The trend for filling vinyl with liquid continues. Although it’s going to be hard to follow up the new limited edition version of the ‘Saltburn’ soundtrack, which is filled with bathwater. Your reaction to that news is going to differ greatly depending on whether or not you’ve seen the film - or are at least aware of one of its most notorious scenes. 

Over the last year or so we’ve reported on albums allegedly filled with urine and tears. Although you have to take their word for it about what’s really what’s inside the record. Does the ‘Saltburn’ vinyl actually contain the particular cocktail of water and… manmade fluid seen in the film? Well, unless you want to crack it open and lick the contents out of a plug hole, it’s probably best to leave that question open too.

“We had an idea”, said Polydor Head Of Marketing Ali Tant on LinkedIn. “Maybe got a little carried away”.

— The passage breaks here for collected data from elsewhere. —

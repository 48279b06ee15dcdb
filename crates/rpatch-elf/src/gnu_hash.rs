//! GNU hash section codec.
//!
//! Layout: four 32-bit header words (bucket count, symbol offset,
//! bloom word count, bloom shift), then `bloom_size` N-words, then
//! `bucket_count` 32-bit buckets, then the 32-bit chain array filling
//! the rest of the section.

use crate::GnuHashTableReadError;
use crate::word::{Class, Endian};

/// Fixed header: nbuckets, symoffset, bloom_size, bloom_shift.
const GNU_HASH_HEADER_LEN: usize = 16;

#[derive(Clone, Debug, PartialEq, Eq)]
pub struct GnuHashTable {
    pub bucket_count: u32,
    pub symbol_offset: u32,
    pub bloom_shift: u32,
    pub bloom: Vec<u64>,
    pub buckets: Vec<u32>,
    pub chain: Vec<u32>,
}

impl GnuHashTable {
    /// On-disk size of the table.
    pub fn byte_count(&self, class: Class) -> usize {
        GNU_HASH_HEADER_LEN
            + self.bloom.len() * class.word_len()
            + (self.buckets.len() + self.chain.len()) * 4
    }
}

/// Decode a GNU hash section. `section_bytes` is the exact section
/// content; its size is validated against the declared counts.
pub fn extract_gnu_hash_table(
    section_bytes: &[u8],
    class: Class,
    endian: Endian,
) -> Result<GnuHashTable, GnuHashTableReadError> {
    if section_bytes.len() < GNU_HASH_HEADER_LEN {
        return Err(GnuHashTableReadError::SectionTooSmall {
            size: section_bytes.len() as u64,
            header_len: GNU_HASH_HEADER_LEN,
        });
    }

    let bucket_count = endian.read_u32(section_bytes);
    let symbol_offset = endian.read_u32(&section_bytes[4..]);
    let bloom_size = endian.read_u32(&section_bytes[8..]);
    let bloom_shift = endian.read_u32(&section_bytes[12..]);

    let word_len = class.word_len();
    let fixed_len = GNU_HASH_HEADER_LEN
        + bloom_size as usize * word_len
        + bucket_count as usize * 4;
    let chain_bytes = section_bytes.len().checked_sub(fixed_len);
    let Some(chain_bytes) = chain_bytes else {
        return Err(GnuHashTableReadError::InconsistentSize {
            size: section_bytes.len() as u64,
            buckets: bucket_count,
            bloom_size,
        });
    };
    if chain_bytes % 4 != 0 {
        return Err(GnuHashTableReadError::InconsistentSize {
            size: section_bytes.len() as u64,
            buckets: bucket_count,
            bloom_size,
        });
    }

    let mut at = GNU_HASH_HEADER_LEN;
    let mut bloom = Vec::with_capacity(bloom_size as usize);
    for _ in 0..bloom_size {
        bloom.push(endian.read_nword(&section_bytes[at..], class));
        at += word_len;
    }
    let mut buckets = Vec::with_capacity(bucket_count as usize);
    for _ in 0..bucket_count {
        buckets.push(endian.read_u32(&section_bytes[at..]));
        at += 4;
    }
    let mut chain = Vec::with_capacity(chain_bytes / 4);
    for _ in 0..chain_bytes / 4 {
        chain.push(endian.read_u32(&section_bytes[at..]));
        at += 4;
    }

    Ok(GnuHashTable {
        bucket_count,
        symbol_offset,
        bloom_shift,
        bloom,
        buckets,
        chain,
    })
}

/// Encode the table into `buf`.
pub fn encode_gnu_hash_table(buf: &mut [u8], table: &GnuHashTable, class: Class, endian: Endian) {
    assert!(buf.len() >= table.byte_count(class));

    endian.write_u32(buf, table.bucket_count);
    endian.write_u32(&mut buf[4..], table.symbol_offset);
    endian.write_u32(&mut buf[8..], table.bloom.len() as u32);
    endian.write_u32(&mut buf[12..], table.bloom_shift);

    let word_len = class.word_len();
    let mut at = GNU_HASH_HEADER_LEN;
    for &word in &table.bloom {
        endian.write_nword(&mut buf[at..], class, word);
        at += word_len;
    }
    for &bucket in &table.buckets {
        endian.write_u32(&mut buf[at..], bucket);
        at += 4;
    }
    for &link in &table.chain {
        endian.write_u32(&mut buf[at..], link);
        at += 4;
    }
}
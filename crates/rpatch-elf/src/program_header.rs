//! Program (segment) header codec.

use crate::ExecutableFileReadError;
use crate::constants::*;
use crate::file_header::FileHeader;
use crate::word::{Class, Endian};

/// Segment type, decoded from `p_type`.
#[derive(Clone, Copy, Debug, PartialEq, Eq)]
pub enum SegmentType {
    Null,
    Load,
    Dynamic,
    Interpreter,
    Note,
    ProgramHeaderTable,
    Tls,
    GnuEhFrame,
    GnuStack,
    GnuRelro,
    Unknown(u32),
}

/// One segment descriptor. Word-width fields are widened to `u64`.
#[derive(Clone, Copy, Debug, PartialEq, Eq)]
pub struct ProgramHeader {
    pub p_type: u32,
    pub flags: u32,
    pub offset: u64,
    pub vaddr: u64,
    pub paddr: u64,
    pub filesz: u64,
    pub memsz: u64,
    pub align: u64,
}

impl ProgramHeader {
    pub fn segment_type(&self) -> SegmentType {
        match self.p_type {
            PT_NULL => SegmentType::Null,
            PT_LOAD => SegmentType::Load,
            PT_DYNAMIC => SegmentType::Dynamic,
            PT_INTERP => SegmentType::Interpreter,
            PT_NOTE => SegmentType::Note,
            PT_PHDR => SegmentType::ProgramHeaderTable,
            PT_TLS => SegmentType::Tls,
            PT_GNU_EH_FRAME => SegmentType::GnuEhFrame,
            PT_GNU_STACK => SegmentType::GnuStack,
            PT_GNU_RELRO => SegmentType::GnuRelro,
            other => SegmentType::Unknown(other),
        }
    }

    /// One past the last file byte of the segment.
    pub fn file_offset_end(&self) -> u64 {
        self.offset + self.filesz
    }

    /// File offset of the last byte of the segment.
    ///
    /// An empty segment reports its own offset, not `offset - 1`, so
    /// that overlap comparisons against it stay well defined.
    pub fn last_address(&self) -> u64 {
        if self.filesz <= 1 {
            self.offset
        } else {
            self.offset + self.filesz - 1
        }
    }

    /// End of the segment in the virtual address space.
    pub fn virtual_end(&self) -> u64 {
        self.vaddr + self.memsz
    }
}

/// Decode one entry at the start of `bytes`.
///
/// The two classes lay fields out differently: ELF64 places `p_flags`
/// directly after `p_type`, ELF32 places it after `p_memsz`.
pub fn extract_program_header(bytes: &[u8], class: Class, endian: Endian) -> ProgramHeader {
    assert!(bytes.len() >= class.program_header_len());

    let p_type = endian.read_u32(bytes);
    match class {
        Class::Elf64 => ProgramHeader {
            p_type,
            flags: endian.read_u32(&bytes[4..]),
            offset: endian.read_u64(&bytes[8..]),
            vaddr: endian.read_u64(&bytes[16..]),
            paddr: endian.read_u64(&bytes[24..]),
            filesz: endian.read_u64(&bytes[32..]),
            memsz: endian.read_u64(&bytes[40..]),
            align: endian.read_u64(&bytes[48..]),
        },
        Class::Elf32 => ProgramHeader {
            p_type,
            offset: u64::from(endian.read_u32(&bytes[4..])),
            vaddr: u64::from(endian.read_u32(&bytes[8..])),
            paddr: u64::from(endian.read_u32(&bytes[12..])),
            filesz: u64::from(endian.read_u32(&bytes[16..])),
            memsz: u64::from(endian.read_u32(&bytes[20..])),
            flags: endian.read_u32(&bytes[24..]),
            align: u64::from(endian.read_u32(&bytes[28..])),
        },
    }
}

/// Encode one entry at the start of `buf`.
pub fn encode_program_header(buf: &mut [u8], header: &ProgramHeader, class: Class, endian: Endian) {
    assert!(buf.len() >= class.program_header_len());

    endian.write_u32(buf, header.p_type);
    match class {
        Class::Elf64 => {
            endian.write_u32(&mut buf[4..], header.flags);
            endian.write_u64(&mut buf[8..], header.offset);
            endian.write_u64(&mut buf[16..], header.vaddr);
            endian.write_u64(&mut buf[24..], header.paddr);
            endian.write_u64(&mut buf[32..], header.filesz);
            endian.write_u64(&mut buf[40..], header.memsz);
            endian.write_u64(&mut buf[48..], header.align);
        }
        Class::Elf32 => {
            endian.write_nword(&mut buf[4..], class, header.offset);
            endian.write_nword(&mut buf[8..], class, header.vaddr);
            endian.write_nword(&mut buf[12..], class, header.paddr);
            endian.write_nword(&mut buf[16..], class, header.filesz);
            endian.write_nword(&mut buf[20..], class, header.memsz);
            endian.write_u32(&mut buf[24..], header.flags);
            endian.write_nword(&mut buf[28..], class, header.align);
        }
    }
}

/// Decode the whole program header table described by the file header.
pub fn extract_all_program_headers(
    bytes: &[u8],
    file_header: &FileHeader,
) -> Result<Vec<ProgramHeader>, ExecutableFileReadError> {
    let class = file_header.ident.class().expect("valid file header");
    let endian = file_header.ident.endian().expect("valid file header");

    if (bytes.len() as u64) < file_header.minimum_size_to_read_all_program_headers() {
        return Err(ExecutableFileReadError::UndersizedForProgramHeaders {
            actual: bytes.len(),
            count: file_header.phnum,
            offset: file_header.phoff,
        });
    }

    let mut headers = Vec::with_capacity(usize::from(file_header.phnum));
    for i in 0..usize::from(file_header.phnum) {
        let offset = file_header.phoff as usize + i * usize::from(file_header.phentsize);
        headers.push(extract_program_header(&bytes[offset..], class, endian));
    }

    Ok(headers)
}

Maybe so, although now that liquid filled vinyl is a thing, it really was the only logical conclusion. I mean, as a piece of design it really is nothing short of genius. Making the centre of the record look like a plug hole is an amazing touch. 

Those that managed to bag a copy before it sold out on pre-order will be able to hold it in their hands and marvel as the white liquid slowly oozes around inside the record. You could even pop it on a turntable and listen to the music, should the mood take you.